The junk head (as we shall call him) is found by a worker berated for collecting junk and finds its way to a boffin named the doctor, who builds it into a new body and sends it out to work with his team of diminutive scavengers. He keeps wandering off in a labyrinth of corridors where the perils in the form of various wild creatures, including some who resemble H.R. Giger’s designs for Alien (Ridley Scott, 1979), and others who look like the carnivorous worms at the bottom of the ravine cut from King Kong (effects: Willis O’Brien, 1933) and put back in Peter Jackson’s 2005 remake, here modified for labyrinth life by the additional ability to tunnel through walls. A chance encounter with a wild creature triggers the junk head’s memory that his mission is to investigate such creatures, and puts him in conflict with his current hosts.

He is later pulled apart by the worms and his constituent parts kicked over a ledge to fall to a lower level still for reconstitution in a completely different body (which cannot speak, only understand and follow instructions). He is sent on a quest to collect some fresh food, which journey involves a communal lift platform operated by a being sitting on a fixed rig like a biker on a motorcycle and a fellow passenger who seeks to take advantage of him on his way back by conning him out of the food he is carrying.

Although a Japanese film, the dialogue is mostly mumbo jumbo with subtitles added, so you can follow what’s going on. (The film has been subtitled for different international territories, including Japan). As you can probably tell from my perfunctory summary above, plot isn’t the film’s strong point, yet it remains compelling throughout, driven by its extraordinary collection of strange worlds, societies, technologies, sentient populations and its menagerie of dangerous creatures preying on the unwary.
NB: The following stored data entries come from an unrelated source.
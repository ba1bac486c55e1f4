//! Error types shared by the board, the solver and the puzzle file loader.
//!
//! Every failure falls into one of three classes (see [`ErrorKind`]):
//! bad input handed to a constructor, a broken internal invariant, or a
//! search that ran past its configured expansion budget.

use thiserror::Error;

/// Coarse classification of a [`PuzzleError`].
#[derive(Clone, Copy, Debug, PartialEq, Eq, Hash)]
pub enum ErrorKind {
    /// The caller supplied a grid or puzzle text that does not describe a valid board.
    MalformedInput,
    /// The library reached a state that a well-formed board can never produce.
    InvariantViolation,
    /// The search exceeded `SolverConfig::max_expansions`.
    SearchAborted,
}

/// Errors produced while building boards or running the solver.
#[derive(Debug, Error, Clone, PartialEq, Eq)]
pub enum PuzzleError {
    #[error("board dimension must be at least 2, found {0}")]
    DimensionTooSmall(usize),

    #[error("row {row} has {len} tiles, expected {expected}")]
    NotSquare {
        row: usize,
        len: usize,
        expected: usize,
    },

    #[error("expected {expected} tiles for the board, found {found}")]
    TileCountMismatch { expected: usize, found: usize },

    #[error("tile {value} at ({row}, {col}) is outside the range 0..{limit}")]
    TileOutOfRange {
        value: u32,
        row: usize,
        col: usize,
        limit: usize,
    },

    #[error("tile {value} appears more than once")]
    DuplicateTile { value: u32 },

    #[error("cannot parse puzzle: {0}")]
    Parse(String),

    #[error("internal invariant violated: {0}")]
    Invariant(&'static str),

    #[error("search aborted after {expanded} expansions")]
    SearchAborted { expanded: usize },
}

impl PuzzleError {
    /// Returns the class this error belongs to.
    ///
    /// # Examples
    /// ```
    /// use npuzzle_solver::error::{ErrorKind, PuzzleError};
    /// assert_eq!(PuzzleError::DimensionTooSmall(1).kind(), ErrorKind::MalformedInput);
    /// assert_eq!(PuzzleError::SearchAborted { expanded: 10 }.kind(), ErrorKind::SearchAborted);
    /// ```
    pub fn kind(&self) -> ErrorKind {
        match self {
            PuzzleError::DimensionTooSmall(_)
            | PuzzleError::NotSquare { .. }
            | PuzzleError::TileCountMismatch { .. }
            | PuzzleError::TileOutOfRange { .. }
            | PuzzleError::DuplicateTile { .. }
            | PuzzleError::Parse(_) => ErrorKind::MalformedInput,
            PuzzleError::Invariant(_) => ErrorKind::InvariantViolation,
            PuzzleError::SearchAborted { .. } => ErrorKind::SearchAborted,
        }
    }
}

#[cfg(test)]
mod tests {
    use super::*;

    #[test]
    fn test_kind_classification() {
        let malformed = [
            PuzzleError::DimensionTooSmall(0),
            PuzzleError::NotSquare {
                row: 1,
                len: 2,
                expected: 3,
            },
            PuzzleError::TileCountMismatch {
                expected: 9,
                found: 8,
            },
            PuzzleError::TileOutOfRange {
                value: 9,
                row: 0,
                col: 0,
                limit: 9,
            },
            PuzzleError::DuplicateTile { value: 4 },
            PuzzleError::Parse("bad".to_string()),
        ];
        for err in &malformed {
            assert_eq!(err.kind(), ErrorKind::MalformedInput, "{}", err);
        }
        assert_eq!(
            PuzzleError::Invariant("blank missing").kind(),
            ErrorKind::InvariantViolation
        );
        assert_eq!(
            PuzzleError::SearchAborted { expanded: 3 }.kind(),
            ErrorKind::SearchAborted
        );
    }

    #[test]
    fn test_error_messages() {
        let err = PuzzleError::TileOutOfRange {
            value: 12,
            row: 2,
            col: 1,
            limit: 9,
        };
        assert_eq!(
            err.to_string(),
            "tile 12 at (2, 1) is outside the range 0..9"
        );
        assert_eq!(
            PuzzleError::SearchAborted { expanded: 50 }.to_string(),
            "search aborted after 50 expansions"
        );
    }
}
use crate::board::Board;
use crate::error::PuzzleError;
use crate::solver::Solver;
use std::fmt::Write as _;
use std::fs;
use std::path::Path;

/// Parses a puzzle description into a `Board`.
///
/// The text holds whitespace-separated integers: the dimension N first, then the N² tiles
/// in row-major order, with `0` for the blank. Line breaks carry no meaning.
///
/// # Arguments
/// * `s`: The puzzle text.
///
/// # Returns
/// * `Ok(Board)` if the text describes a valid board.
/// * `Err(PuzzleError::Parse)` if a token is not a non-negative integer, the dimension is
///   missing, or there are too few or too many tiles.
/// * Any other malformed-input `PuzzleError` raised by [`Board::from_tiles`].
///
/// # Examples
/// ```
/// use npuzzle_solver::utils::board_from_str;
///
/// let board = board_from_str("3\n 8 1 3\n 4 0 2\n 7 6 5\n").unwrap();
/// assert_eq!(board.tile(0, 0), 8);
/// assert_eq!(board.blank_position(), (1, 1));
///
/// assert!(board_from_str("2\n 1 2\n 3").is_err());
/// assert!(board_from_str("2\n 1 2\n 3 x").is_err());
/// ```
pub fn board_from_str(s: &str) -> Result<Board, PuzzleError> {
    let mut tokens = s.split_whitespace();

    let dimension_token = tokens
        .next()
        .ok_or_else(|| PuzzleError::Parse("input is empty, expected a dimension".to_string()))?;
    let dimension: usize = dimension_token.parse().map_err(|_| {
        PuzzleError::Parse(format!("invalid dimension '{}'", dimension_token))
    })?;

    let tiles = tokens
        .enumerate()
        .map(|(i, token)| {
            token.parse::<u32>().map_err(|_| {
                PuzzleError::Parse(format!("invalid tile '{}' at position {}", token, i))
            })
        })
        .collect::<Result<Vec<u32>, PuzzleError>>()?;

    let expected = dimension.saturating_mul(dimension);
    if tiles.len() != expected {
        return Err(PuzzleError::Parse(format!(
            "expected {} tiles for dimension {}, found {}",
            expected,
            dimension,
            tiles.len()
        )));
    }

    Board::from_tiles(dimension, tiles)
}

/// Reads and parses a puzzle file. See [`board_from_str`] for the format.
pub fn read_board_file(path: &Path) -> Result<Board, PuzzleError> {
    let content = fs::read_to_string(path).map_err(|e| {
        PuzzleError::Parse(format!("failed to read {}: {}", path.display(), e))
    })?;
    board_from_str(&content)
}

/// Formats a solver outcome: either `No solution possible`, or the move count followed by
/// every board on the solution path.
pub fn render_outcome(solver: &Solver) -> String {
    let mut output = String::new();
    match solver.solution() {
        None => output.push_str("No solution possible\n"),
        Some(path) => {
            // Writing into a String never fails.
            let _ = writeln!(output, "Minimum number of moves = {}", solver.moves());
            for board in path {
                let _ = writeln!(output, "{}", board);
            }
        }
    }
    output
}
use clap::Parser;
use env_logger::Env;
use npuzzle_solver::solver::{Solver, SolverConfig};
use npuzzle_solver::utils::read_board_file;
use std::path::PathBuf;
use std::process;

/// Solves every puzzle file given and prints `<file>: <moves>`, with -1 for unsolvable boards.
#[derive(Parser, Debug)]
#[clap(author, version, about, long_about = None)]
struct Args {
    /// Puzzle files to check
    #[clap(required = true)]
    files: Vec<PathBuf>,

    /// Give up on a puzzle after expanding this many boards
    #[clap(long)]
    max_expansions: Option<usize>,

    /// Skip boards that were already expanded in the same search lane
    #[clap(long)]
    closed_set: bool,

    /// Log search progress to stderr
    #[clap(short, long)]
    verbose: bool,
}

fn main() {
    let args = Args::parse();
    let default_filter = if args.verbose { "debug" } else { "warn" };
    env_logger::Builder::from_env(Env::default().default_filter_or(default_filter)).init();

    let config = SolverConfig {
        max_expansions: args.max_expansions,
        closed_set: args.closed_set,
    };

    let mut failures = 0;
    for path in &args.files {
        let name = path
            .file_name()
            .map(|n| n.to_string_lossy().into_owned())
            .unwrap_or_else(|| path.display().to_string());

        match read_board_file(path).and_then(|board| Solver::with_config(&board, &config)) {
            Ok(solver) => println!("{}: {}", name, solver.moves()),
            Err(e) => {
                println!("{}: error ({})", name, e);
                failures += 1;
            }
        }
    }

    if failures > 0 {
        process::exit(1);
    }
}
It may not push the technical envelope quite as much as the dialogue-free Mad God, but it remains undeniably impressive and succeeds for many of the same reasons, i.e. a quest into depths and strange worlds by which we’re fascinated and about which we want to know more.

To say Junk Head resembles Mad God wouldn’t be entirely fair: although both films are about a character descending into strange and perilous depths, the downwards journey in Mad God at least allows its protagonist to disembark safely before his adventures begin; In Junk Head, the protagonist has no such chance and gets pulled apart and rebuilt each time he descends. However the worlds into which they descend, and the beings and creatures therein, are very different, so much so that neither film feels like a retread of the other outside of the broadest, synoptic outline. If you loved one, you will love the other.

Junk Head is out in cinemas in the UK on Monday, April 24th.